The text was updated successfully, but these errors were encountered:

simonw · 2021-06-15T23:03:26Z

Maybe also support --csvt as an alternative option which takes two arguments: the CSV path and the name of the table that should be created from it (rather than auto-detecting from the filename).

simonw · 2021-06-15T23:06:37Z

How about --json and --nl and --tsv too? Imitating the format options for sqlite-utils insert.

And what happens if you provide a filename too? I'm tempted to say that the --csv stuff still gets loaded into an in-memory database but it's given a name and can then be joined against using SQLite memory.blah syntax.

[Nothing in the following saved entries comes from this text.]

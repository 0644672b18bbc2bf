//! Spinner shown while a target streams records.

use following_scraper::{FollowedProfile, RecordSink, SinkError, StreamEnd};
use indicatif::{ProgressBar, ProgressStyle};
use std::time::Duration;

/// Forwards records to `inner` and ticks a spinner per record.
pub struct ProgressSink<S> {
    inner: S,
    bar: ProgressBar,
    label: String,
}

impl<S: RecordSink> ProgressSink<S> {
    pub fn new(inner: S, label: &str) -> Self {
        Self {
            inner,
            bar: create_spinner(&format!("{label}  starting")),
            label: label.to_string(),
        }
    }
}

impl<S: RecordSink> RecordSink for ProgressSink<S> {
    fn emit(&mut self, record: &FollowedProfile) -> Result<(), SinkError> {
        self.inner.emit(record)?;
        self.bar.inc(1);
        self.bar.set_message(format!(
            "{}  {} records \x1b[2m{}\x1b[0m",
            self.label,
            self.bar.position(),
            record.title
        ));
        Ok(())
    }

    fn finish(&mut self, end: &StreamEnd) -> Result<(), SinkError> {
        let result = self.inner.finish(end);
        self.bar.finish_and_clear();
        result
    }
}

/// Create a simple spinner for a running target.
pub fn create_spinner(message: &str) -> ProgressBar {
    let bar = ProgressBar::new_spinner();
    bar.set_style(
        ProgressStyle::with_template("  {spinner:.cyan} {msg}")
            .expect("spinner template is valid")
            .tick_chars("\u{25b8}\u{25b9}\u{25b8}\u{25b9}\u{25b8}"),
    );
    bar.set_message(message.to_string());
    bar.enable_steady_tick(Duration::from_millis(120));
    bar
}
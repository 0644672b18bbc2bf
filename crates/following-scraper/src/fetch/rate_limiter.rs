//! Minimum-gap throttle between consecutive requests.

use std::time::Duration;
use tokio::sync::Mutex;
use tokio::time::Instant;

/// Enforces a minimum delay between requests made through one fetcher.
pub struct RateLimiter {
    min_delay: Duration,
    last_request: Mutex<Option<Instant>>,
}

impl RateLimiter {
    /// Create a limiter that spaces requests at least `min_delay` apart.
    pub fn new(min_delay: Duration) -> Self {
        Self {
            min_delay,
            last_request: Mutex::new(None),
        }
    }

    /// Wait until the next request is allowed. The first call never waits.
    pub async fn acquire(&self) {
        let mut last = self.last_request.lock().await;
        if let Some(prev) = *last {
            let elapsed = prev.elapsed();
            if elapsed < self.min_delay {
                tokio::time::sleep(self.min_delay - elapsed).await;
            }
        }
        *last = Some(Instant::now());
    }
}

simonw · 2021-06-15T23:07:38Z

--csvt seems unnecessary to me: if people want to load different CSV files with the same filename (but in different directories) they will get an error unless they rename the files first.

simonw · 2021-06-15T23:08:02Z

--csv - should work though, for reading from stdin. The table can be called stdin.

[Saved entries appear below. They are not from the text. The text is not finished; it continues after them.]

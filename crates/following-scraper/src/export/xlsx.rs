//! Excel workbook. The worksheet runs in constant-memory mode: each row is
//! flushed to a temporary file as it is written and the xlsx container is
//! assembled on `finish`.

use super::{create_file, row, RecordSink, COLUMNS};
use crate::error::SinkError;
use crate::model::{FollowedProfile, StreamEnd};
use rust_xlsxwriter::{Format, Workbook, Worksheet};
use std::path::{Path, PathBuf};

const SHEET_NAME: &str = "Following";

pub struct XlsxSink {
    path: PathBuf,
    workbook: Workbook,
    bold: Format,
    /// Next row to write; row 0 is the header.
    next_row: u32,
    finished: bool,
}

impl XlsxSink {
    /// Claims `path` right away so an unwritable destination fails before
    /// the run starts.
    pub fn create(path: &Path) -> Result<Self, SinkError> {
        create_file(path)?;
        let mut workbook = Workbook::new();
        let bold = Format::new().set_bold();
        let sheet = workbook.add_worksheet_with_constant_memory();
        sheet.set_name(SHEET_NAME)?;
        for (col, name) in COLUMNS.iter().enumerate() {
            sheet.write_string_with_format(0, col as u16, *name, &bold)?;
        }
        Ok(Self {
            path: path.to_path_buf(),
            workbook,
            bold,
            next_row: 1,
            finished: false,
        })
    }

    fn sheet(&mut self) -> Result<&mut Worksheet, SinkError> {
        Ok(self.workbook.worksheet_from_index(0)?)
    }
}

impl RecordSink for XlsxSink {
    fn emit(&mut self, record: &FollowedProfile) -> Result<(), SinkError> {
        if self.finished {
            return Err(SinkError::Finished);
        }
        let cells = row(record)?;
        let r = self.next_row;
        let sheet = self.sheet()?;
        for (col, value) in cells.iter().enumerate() {
            sheet.write_string(r, col as u16, value)?;
        }
        self.next_row += 1;
        Ok(())
    }

    fn finish(&mut self, end: &StreamEnd) -> Result<(), SinkError> {
        if self.finished {
            return Err(SinkError::Finished);
        }
        self.finished = true;

        let footer = self.next_row + 1;
        let bold = self.bold.clone();
        let sheet = self.sheet()?;
        sheet.write_string_with_format(footer, 0, "status", &bold)?;
        sheet.write_string(footer, 1, end.status.to_string())?;
        sheet.write_string_with_format(footer + 1, 0, "count", &bold)?;
        sheet.write_number(footer + 1, 1, end.count as f64)?;

        self.workbook.save(&self.path)?;
        Ok(())
    }
}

simonw · 2021-06-15T23:09:08Z

Problem: --csv and --json and --nl are already options for sqlite-utils query - need new non-conflicting names.

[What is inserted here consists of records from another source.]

//! The pagination loop.
//!
//! One page at a time: fetch (with retry, backoff and a per-attempt
//! deadline), extract, normalize, dedup, stream to the sink, then decide
//! whether to continue. The only suspension points are the fetch itself and
//! the backoff sleeps; both race the cancel flag.

use crate::config::ScrapeConfig;
use crate::cursor::{Continuation, Cursor};
use crate::dedup::Admission;
use crate::error::{FetchError, FetchFailure};
use crate::export::RecordSink;
use crate::extract::PageExtractor;
use crate::fetch::{Fetcher, PageFragment};
use crate::model::{AbortReason, RunReport, TerminalStatus};
use crate::normalize::Normalizer;
use crate::session::ExtractionSession;
use std::sync::atomic::{AtomicBool, Ordering};
use std::sync::Arc;
use tokio::sync::Notify;
use tracing::{debug, info, warn};

#[derive(Debug, Default)]
struct CancelState {
    cancelled: AtomicBool,
    notify: Notify,
}

/// Shared cancellation signal. Clones observe the same flag.
#[derive(Debug, Clone, Default)]
pub struct CancelFlag {
    state: Arc<CancelState>,
}

impl CancelFlag {
    pub fn new() -> Self {
        Self::default()
    }

    pub fn cancel(&self) {
        self.state.cancelled.store(true, Ordering::SeqCst);
        self.state.notify.notify_waiters();
    }

    pub fn is_cancelled(&self) -> bool {
        self.state.cancelled.load(Ordering::SeqCst)
    }

    /// Resolves once [`cancel`](Self::cancel) has been called.
    pub async fn cancelled(&self) {
        let notified = self.state.notify.notified();
        tokio::pin!(notified);
        // Register before checking the flag so a concurrent cancel between
        // the check and the await is not lost.
        notified.as_mut().enable();
        if self.is_cancelled() {
            return;
        }
        notified.await;
    }
}

pub struct PaginationController {
    fetcher: Arc<dyn Fetcher>,
    extractor: Arc<dyn PageExtractor>,
    normalizer: Normalizer,
    config: ScrapeConfig,
    cancel: CancelFlag,
}

impl PaginationController {
    pub fn new(
        fetcher: Arc<dyn Fetcher>,
        extractor: Arc<dyn PageExtractor>,
        normalizer: Normalizer,
        config: &ScrapeConfig,
    ) -> Self {
        Self {
            fetcher,
            extractor,
            normalizer,
            config: config.clone(),
            cancel: CancelFlag::new(),
        }
    }

    pub fn with_cancel(mut self, cancel: CancelFlag) -> Self {
        self.cancel = cancel;
        self
    }

    pub fn cancel_flag(&self) -> CancelFlag {
        self.cancel.clone()
    }

    /// Run to a terminal status, streaming accepted records into `sink`.
    ///
    /// The sink always receives the end-of-stream signal, whatever the
    /// outcome; records emitted before an abort stay emitted.
    pub async fn run(&self, sink: &mut dyn RecordSink) -> RunReport {
        let mut session = ExtractionSession::new(self.config.max_items);
        info!(
            limit = self.config.max_items,
            retry_limit = self.config.retry_limit,
            "starting extraction"
        );

        let status = self.drive(&mut session, sink).await;
        let status = match sink.finish(&session.stream_end(status.clone())) {
            Ok(()) => status,
            Err(e) => {
                warn!(error = %e, "sink failed to finish");
                match status {
                    TerminalStatus::Aborted(reason) => TerminalStatus::Aborted(reason),
                    _ => TerminalStatus::Aborted(AbortReason::Sink(e.to_string())),
                }
            }
        };

        if let TerminalStatus::Aborted(reason) = &status {
            warn!(reason = reason.code(), detail = %reason.detail(), "extraction aborted");
        }
        let report = session.into_report(status);
        info!(
            status = %report.status,
            records = report.records,
            duplicates = report.duplicates,
            rejected = report.rejected,
            pages = report.pages,
            elapsed_ms = report.elapsed_ms,
            "extraction finished"
        );
        report
    }

    async fn drive(
        &self,
        session: &mut ExtractionSession,
        sink: &mut dyn RecordSink,
    ) -> TerminalStatus {
        loop {
            if self.cancel.is_cancelled() {
                return TerminalStatus::Aborted(AbortReason::Cancelled);
            }
            if session.limit_reached() {
                return TerminalStatus::LimitReached;
            }

            let cursor = session.cursor().clone();
            let fragment = match self.fetch_page(&cursor, session).await {
                Ok(fragment) => fragment,
                Err(reason) => return TerminalStatus::Aborted(reason),
            };
            session.record_page();

            let extraction = self.extractor.extract(&fragment, &cursor);
            if let Some(warning) = extraction.warning {
                session.record_warning();
                warn!(page = session.pages(), cursor = %cursor, %warning, "page anomaly");
            }

            let mut admitted = 0usize;
            for candidate in &extraction.candidates {
                if session.limit_reached() {
                    break;
                }
                let record = match self.normalizer.normalize(candidate) {
                    Ok(record) => record,
                    Err(e) => {
                        session.record_rejected();
                        debug!(source = candidate.source.as_str(), error = %e, "candidate rejected");
                        continue;
                    }
                };
                if session.admit(&record) == Admission::Duplicate {
                    debug!(id = %record.id, "duplicate skipped");
                    continue;
                }
                if let Err(e) = sink.emit(&record) {
                    return TerminalStatus::Aborted(AbortReason::Sink(e.to_string()));
                }
                session.record_emitted();
                admitted += 1;
            }

            info!(
                page = session.pages(),
                strategy = extraction.strategy.unwrap_or("none"),
                candidates = extraction.candidates.len(),
                admitted,
                total = session.emitted(),
                "page processed"
            );

            if session.limit_reached() {
                return TerminalStatus::LimitReached;
            }
            let next = match extraction.next {
                Continuation::Terminal => return TerminalStatus::Completed,
                Continuation::Next(next) => next,
            };
            let unproductive = session.end_page(admitted);
            if unproductive > self.config.empty_page_threshold {
                info!(
                    unproductive,
                    threshold = self.config.empty_page_threshold,
                    "no new records for too long, treating listing as exhausted"
                );
                return TerminalStatus::Completed;
            }
            session.advance(next);
        }
    }

    /// Fetch one page, retrying transient failures with backoff.
    async fn fetch_page(
        &self,
        cursor: &Cursor,
        session: &mut ExtractionSession,
    ) -> Result<PageFragment, AbortReason> {
        let deadline = self.config.request_timeout();
        let mut attempt = 0u32;
        loop {
            let result = tokio::select! {
                biased;
                _ = self.cancel.cancelled() => return Err(AbortReason::Cancelled),
                r = tokio::time::timeout(deadline, self.fetcher.fetch(cursor)) => r,
            };

            let err = match result {
                Ok(Ok(fragment)) => return Ok(fragment),
                Ok(Err(FetchFailure::Access(e))) => return Err(AbortReason::Access(e)),
                Ok(Err(FetchFailure::Transient(e))) => e,
                Err(_) => FetchError::Timeout(deadline),
            };

            if attempt >= self.config.retry_limit {
                return Err(AbortReason::FetchExhausted {
                    attempts: attempt + 1,
                    last_error: err.to_string(),
                });
            }

            let delay = self.config.backoff_delay(attempt, err.retry_after());
            attempt += 1;
            session.record_retry();
            warn!(
                cursor = %cursor,
                attempt,
                error = %err,
                delay_ms = delay.as_millis() as u64,
                "fetch failed, retrying"
            );

            tokio::select! {
                biased;
                _ = self.cancel.cancelled() => return Err(AbortReason::Cancelled),
                _ = tokio::time::sleep(delay) => {}
            }
        }
    }
}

simonw · 2021-06-15T23:09:31Z

--load-csv and --load-json and --load-nl and --load-tsv are unambiguous.

eyeseast · 2021-06-16T01:41:03Z

So, I do things like this a lot, too. I like the idea of piping in from stdin. Something like this would be nice to do in a makefile:

cat file.csv | sqlite-utils --csv --table data - 'SELECT * FROM data WHERE col="whatever"' > filtered.csv

If you assumed that you're always piping out the same format you're piping in, the option names don't have to change. Depends how much you want to change formats.

simonw · 2021-06-16T02:19:48Z

This is going to need to be a separate command, for relatively non-obvious reasons.

sqlite-utils blah.db "select * from x"

Is equivalent to this, because query is the default sub-command:

sqlite-utils query blah.db "select * from x"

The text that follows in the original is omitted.